Comme vous l'avez sans doute lu dans notre dernière mise à jour de la news traitant du sujet, le fameux bug ayant paralysé des millions de PS3 à travers le Monde a pris fin. Ce véritable bug de l'an 2000 à la sauce Sony, qui restera dans les mémoires sous le doux nom de bug du 1er mars 2010, fut une première dans l'histoire de l'industrie du jeu. A l'heure où les consoles deviennent de plus en plus sophistiquées, c'est pourtant une erreur stupide qui a provoqué une réaction en chaîne, démontrant les risques de systèmes parfois trop interdépendants, puisqu'une simple erreur de date suffit à faire flancher un système de récompense un peu superflu (Trophées) qui empêche purement et simplement de jouer.
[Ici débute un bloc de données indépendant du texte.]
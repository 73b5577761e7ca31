//! IPC endpoint layout shared by the frontend, sandbox, and security proxy.
//!
//! Every endpoint is a Unix socket (or the verdict mmap file) under the
//! user's home directory. Each server process owns and binds exactly one
//! listener; clients are short-lived connections.

pub mod oob;
pub mod wire;

use anyhow::{Context, Result};
use std::fs;
use std::path::{Path, PathBuf};

/// Frontend-facing backend endpoint; the proxy binds this so the frontend
/// believes it is talking to the backend directly.
pub const PUBLIC_BACKEND_SOCKET: &str = ".awesh.sock";
/// The real backend listener the proxy dials.
pub const REAL_BACKEND_SOCKET: &str = ".awesh_backend.sock";
/// Sandbox validator listener.
pub const SANDBOX_SOCKET: &str = ".awesh_sandbox.sock";
/// Frontend's listener for out-of-band proxy messages.
pub const FRONTEND_SOCKET: &str = ".awesh_frontend.sock";
/// Shared verdict region written by the sandbox, read by the frontend.
pub const VERDICT_SHM_FILE: &str = "/tmp/awesh_sandbox_output.mmap";

#[derive(Debug, Clone)]
pub struct Endpoints {
    pub backend_public: PathBuf,
    pub backend_real: PathBuf,
    pub sandbox: PathBuf,
    pub frontend: PathBuf,
    pub verdict_shm: PathBuf,
}

impl Endpoints {
    /// Resolve the default endpoint set under `$HOME`.
    pub fn from_home() -> Result<Self> {
        let home = dirs::home_dir().context("HOME is not set")?;
        Ok(Self::rooted_at(&home))
    }

    /// Endpoint set rooted at an arbitrary directory (tests use temp dirs).
    pub fn rooted_at(dir: &Path) -> Self {
        Self {
            backend_public: dir.join(PUBLIC_BACKEND_SOCKET),
            backend_real: dir.join(REAL_BACKEND_SOCKET),
            sandbox: dir.join(SANDBOX_SOCKET),
            frontend: dir.join(FRONTEND_SOCKET),
            verdict_shm: if dirs::home_dir().is_some_and(|home| home == dir) {
                PathBuf::from(VERDICT_SHM_FILE)
            } else {
                dir.join("awesh_sandbox_output.mmap")
            },
        }
    }

    /// Remove every socket path and the shared-memory file, ignoring
    /// errors. Called at frontend shutdown and for stale cleanup.
    pub fn remove_all(&self) {
        for path in [
            &self.backend_public,
            &self.backend_real,
            &self.sandbox,
            &self.frontend,
            &self.verdict_shm,
        ] {
            let _ = fs::remove_file(path);
        }
    }
}

/// Unlink a stale socket file before binding a fresh listener on it.
pub fn unlink_stale(path: &Path) {
    let _ = fs::remove_file(path);
}

#[cfg(test)]
mod tests {
    use super::*;

    #[test]
    fn rooted_endpoints_share_the_root() {
        let endpoints = Endpoints::rooted_at(Path::new("/tmp/awesh-test"));
        assert_eq!(
            endpoints.backend_public,
            PathBuf::from("/tmp/awesh-test/.awesh.sock")
        );
        assert_eq!(
            endpoints.sandbox,
            PathBuf::from("/tmp/awesh-test/.awesh_sandbox.sock")
        );
        assert_eq!(
            endpoints.verdict_shm,
            PathBuf::from("/tmp/awesh-test/awesh_sandbox_output.mmap")
        );
    }

    #[test]
    fn remove_all_ignores_missing_files() {
        let endpoints = Endpoints::rooted_at(Path::new("/tmp/awesh-test-missing"));
        endpoints.remove_all();
    }
}
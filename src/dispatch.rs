//! Input routing: the heuristic classifier and the dispatch state machine.
//!
//! The decision core is pure so the transition table stays deterministic
//! and testable; the driver threads a context value through the I/O
//! (backend link, sandbox client, terminal guard). No globals.

use crate::backend_link::BackendLink;
use crate::ipc::wire::{Reply, Request};
use crate::ipc::Endpoints;
use crate::sandbox;
use crate::terminal_restore;
use crate::verdict::Verdict;
use std::fs;
use std::os::unix::process::ExitStatusExt;
use std::path::PathBuf;
use std::process::{Command, ExitStatus};
use tracing::debug;

/// First words that mark a line as shell, never natural language.
pub const KNOWN_SHELL_COMMANDS: &[&str] = &[
    "ls", "cd", "pwd", "cat", "grep", "find", "ps", "top", "kill", "mkdir", "rmdir", "rm", "cp",
    "mv", "chmod", "chown", "sudo", "git", "docker", "kubectl", "ssh", "scp", "rsync", "tar",
    "gzip", "vim", "nano", "emacs", "less", "more", "head", "tail", "sort", "awk", "sed", "cut",
    "uniq", "wc", "diff", "patch", "make",
];

/// Tokens that suggest the line is a natural-language request.
pub const NL_INDICATORS: &[&str] = &[
    "write", "create", "generate", "explain", "analyze", "summarize", "what", "how", "why",
    "when", "where", "who", "which", "help", "assist", "suggest", "recommend", "find", "search",
    "poem", "story", "code", "script", "function", "class", "error", "bug", "issue", "problem",
    "fix", "solution",
];

const SHELL_METACHARS: &[char] = &['|', '>', '<', '&', ';', '`'];

/// Heuristic AI detection, applied in order: a question mark wins; a known
/// shell first word or any shell metacharacter rules AI out; otherwise any
/// natural-language indicator token rules it in.
pub fn looks_like_ai(line: &str) -> bool {
    if line.contains('?') {
        return true;
    }
    let first_word = line.split_whitespace().next().unwrap_or("");
    if KNOWN_SHELL_COMMANDS.contains(&first_word) {
        return false;
    }
    if line.contains(SHELL_METACHARS) {
        return false;
    }
    let lower = line.to_lowercase();
    lower
        .split_whitespace()
        .map(|token| token.trim_matches(|c: char| !c.is_ascii_alphanumeric()))
        .any(|token| NL_INDICATORS.contains(&token))
}

/// First routing decision for a non-builtin line.
#[derive(Debug, Clone, Copy, PartialEq, Eq)]
pub enum InitialRoute {
    AskBackend,
    TryShell,
}

pub fn initial_route(line: &str) -> InitialRoute {
    if looks_like_ai(line) {
        InitialRoute::AskBackend
    } else {
        InitialRoute::TryShell
    }
}

/// Decision after the direct run finished.
#[derive(Debug, Clone, Copy, PartialEq, Eq)]
pub enum AfterDirect {
    Done,
    ConsultSandbox,
}

pub fn after_direct(exit_code: i32) -> AfterDirect {
    if exit_code == 0 {
        AfterDirect::Done
    } else {
        AfterDirect::ConsultSandbox
    }
}

/// Decision after the sandbox verdict arrived.
#[derive(Debug, Clone, Copy, PartialEq, Eq)]
pub enum AfterVerdict {
    /// The line is real shell that really failed: surface the exit code.
    ReportExit,
    RunInteractive,
    AskBackend,
    NotFound,
}

pub fn after_verdict(verdict: Verdict) -> AfterVerdict {
    match verdict {
        Verdict::Valid { .. } => AfterVerdict::ReportExit,
        Verdict::Interactive => AfterVerdict::RunInteractive,
        Verdict::InvalidAiHelp => AfterVerdict::AskBackend,
        Verdict::InvalidUserError => AfterVerdict::NotFound,
        Verdict::OtherFailure => AfterVerdict::AskBackend,
    }
}

/// Everything the dispatch driver needs to act on a decision.
pub struct DispatchCtx<'a> {
    pub endpoints: &'a Endpoints,
    pub backend: &'a mut BackendLink,
    pub sandbox_ready: bool,
    pub verbose: u8,
}

/// Route one non-builtin input line to exactly one outcome.
pub fn dispatch_line(ctx: &mut DispatchCtx<'_>, line: &str) {
    let backend_ready = ctx.backend.is_ready();

    // With no helpers at all, degrade to plain shell and report the code.
    if !backend_ready && !ctx.sandbox_ready {
        let exit_code = run_direct(line);
        if exit_code != 0 {
            println!("Command failed (exit {exit_code})");
        }
        return;
    }

    if initial_route(line) == InitialRoute::AskBackend {
        if backend_ready {
            ask_backend(ctx, Request::Query(line.to_string()));
        } else {
            println!("Backend not available");
        }
        return;
    }

    let exit_code = run_direct(line);
    if after_direct(exit_code) == AfterDirect::Done {
        return;
    }

    let (verdict, record) = if ctx.sandbox_ready {
        match sandbox::validate(ctx.endpoints, line) {
            Ok(result) => result,
            Err(err) => {
                debug!("sandbox validation failed: {err:#}");
                (Verdict::OtherFailure, Default::default())
            }
        }
    } else {
        (Verdict::OtherFailure, Default::default())
    };

    match after_verdict(verdict) {
        AfterVerdict::ReportExit => println!("Command failed (exit {exit_code})"),
        AfterVerdict::NotFound => println!("Command not found or error"),
        AfterVerdict::RunInteractive => run_interactive(line, ctx.verbose),
        AfterVerdict::AskBackend => {
            if ctx.backend.is_ready() {
                let request = failed_command_request(line, exit_code, &record.stdout);
                ask_backend(ctx, request);
            } else {
                println!("Backend not available for AI help");
            }
        }
    }
}

/// Send one request through the proxy and print the outcome.
fn ask_backend(ctx: &mut DispatchCtx<'_>, request: Request) {
    match ctx.backend.send_query(&request) {
        Ok(Reply::SuggestedCommand(command)) => {
            if ctx.verbose >= 1 {
                println!("AI suggested command: {command}");
            }
            let exit_code = run_direct(&command);
            if exit_code != 0 {
                println!("Command failed (exit {exit_code})");
            }
        }
        Ok(Reply::EditNote(text)) => println!("{text}"),
        Ok(Reply::Text(text)) => {
            print!("{text}");
            if !text.ends_with('\n') {
                println!();
            }
        }
        Ok(Reply::Ready) | Ok(Reply::Loading) => {}
        Err(err) => println!("Backend unavailable: {err:#}"),
    }
}

/// Build the AI-help request for a failed shell line, attaching the
/// sandbox-captured output through a temp file when there is any.
fn failed_command_request(line: &str, exit_code: i32, captured: &[u8]) -> Request {
    if captured.is_empty() {
        return Request::Query(line.to_string());
    }
    match write_context_file(captured) {
        Some(path) => Request::BashFailed {
            exit_code,
            command: line.to_string(),
            output_path: path.to_string_lossy().into_owned(),
        },
        None => Request::Query(line.to_string()),
    }
}

fn write_context_file(captured: &[u8]) -> Option<PathBuf> {
    let pid = std::process::id();
    let nanos = std::time::SystemTime::now()
        .duration_since(std::time::UNIX_EPOCH)
        .ok()?
        .subsec_nanos();
    let path = std::env::temp_dir().join(format!("awesh_ctx_{pid}_{nanos}"));
    fs::write(&path, captured).ok()?;
    Some(path)
}

/// Run the line through a user-level shell with inherited stdio.
pub fn run_direct(line: &str) -> i32 {
    match Command::new("bash").arg("-c").arg(line).status() {
        Ok(status) => exit_code_of(status),
        Err(_) => 127,
    }
}

/// Run an interactive command with the terminal handed over to the child.
pub fn run_interactive(line: &str, verbose: u8) {
    let _guard = terminal_restore::TerminalHandoff::begin();
    let status = Command::new("bash")
        .arg("-c")
        .arg(line)
        .env("TERM", "xterm-256color")
        .status();
    match status {
        Ok(status) => {
            let exit_code = exit_code_of(status);
            if exit_code != 0 && verbose >= 1 {
                println!("Command exited with code {exit_code}");
            }
        }
        Err(err) => println!("Failed to run interactive command: {err}"),
    }
}

fn exit_code_of(status: ExitStatus) -> i32 {
    status
        .code()
        .or_else(|| status.signal().map(|sig| 128 + sig))
        .unwrap_or(-1)
}

#[cfg(test)]
mod tests {
    use super::*;
    use rstest::rstest;

    #[rstest]
    #[case("how do I compress a directory?", true)] // question mark
    #[case("what is using port 8080", true)] // indicator token
    #[case("explain this error", true)]
    #[case("ls -la", false)] // known shell first word
    #[case("find . -name '*.rs'", false)]
    #[case("rm -rf /", false)]
    #[case("show me errors | grep fatal", false)] // metacharacter
    #[case("frobnicate the widget", false)] // nothing matches
    #[case("write a poem about rust", true)]
    fn ai_heuristic_follows_the_rule_order(#[case] line: &str, #[case] expected: bool) {
        assert_eq!(looks_like_ai(line), expected);
    }

    #[test]
    fn indicator_match_is_whole_token_not_substring() {
        // "classify" contains "class" but is not the token "class".
        assert!(!looks_like_ai("classify these entries now"));
        assert!(looks_like_ai("add a class for entries"));
    }

    #[rstest]
    #[case(0, AfterDirect::Done)]
    #[case(1, AfterDirect::ConsultSandbox)]
    #[case(127, AfterDirect::ConsultSandbox)]
    fn direct_exit_steers_sandbox_consultation(#[case] exit: i32, #[case] expected: AfterDirect) {
        assert_eq!(after_direct(exit), expected);
    }

    #[rstest]
    #[case(Verdict::Valid { exit_code: 2 }, AfterVerdict::ReportExit)]
    #[case(Verdict::Interactive, AfterVerdict::RunInteractive)]
    #[case(Verdict::InvalidAiHelp, AfterVerdict::AskBackend)]
    #[case(Verdict::InvalidUserError, AfterVerdict::NotFound)]
    #[case(Verdict::OtherFailure, AfterVerdict::AskBackend)]
    fn verdicts_map_to_exactly_one_action(#[case] verdict: Verdict, #[case] expected: AfterVerdict) {
        assert_eq!(after_verdict(verdict), expected);
    }

    #[test]
    fn run_direct_reports_real_exit_codes() {
        assert_eq!(run_direct("true"), 0);
        assert_eq!(run_direct("exit 3"), 3);
    }

    #[test]
    fn failed_command_request_without_capture_is_a_query() {
        let request = failed_command_request("foo bar baz", 127, b"");
        assert_eq!(request, Request::Query("foo bar baz".to_string()));
    }

    #[test]
    fn failed_command_request_with_capture_points_at_the_context_file() {
        let request = failed_command_request("foo bar baz", 127, b"bash: foo: command not found");
        match request {
            Request::BashFailed {
                exit_code,
                command,
                output_path,
            } => {
                assert_eq!(exit_code, 127);
                assert_eq!(command, "foo bar baz");
                let written = fs::read(&output_path).expect("context file");
                assert_eq!(written, b"bash: foo: command not found");
                let _ = fs::remove_file(output_path);
            }
            other => panic!("expected BashFailed, got {other:?}"),
        }
    }
}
Petit résumé de la journée noire de la PS3.
Résumé de la journée du 1er mars
Le problème commence donc le 1er mars, à 0h00. Les utilisateurs de PS3 antérieures à 2009 et dites "fat" ne peuvent plus accéder au Playstation Network obtenant le code d'erreur 8001050F, puis ils constatent que leur machine a redéfini la date du jour au 1er janvier 2000. Ensuite, c'est l'escalade, certains jeux ne fonctionnent plus, refusant de se lancer ou redémarrant en boucle, parmi eux, le tout juste lancé Heavy Rain. Le système de Trophée part en sucette lui aussi, incapable de se synchroniser au PSN, provoquant là encore l'éjection du jeu. Les jeux téléchargés refusent de se lancer pour des raisons de copyrights, de même que les contenus vidéo téléchargés en location.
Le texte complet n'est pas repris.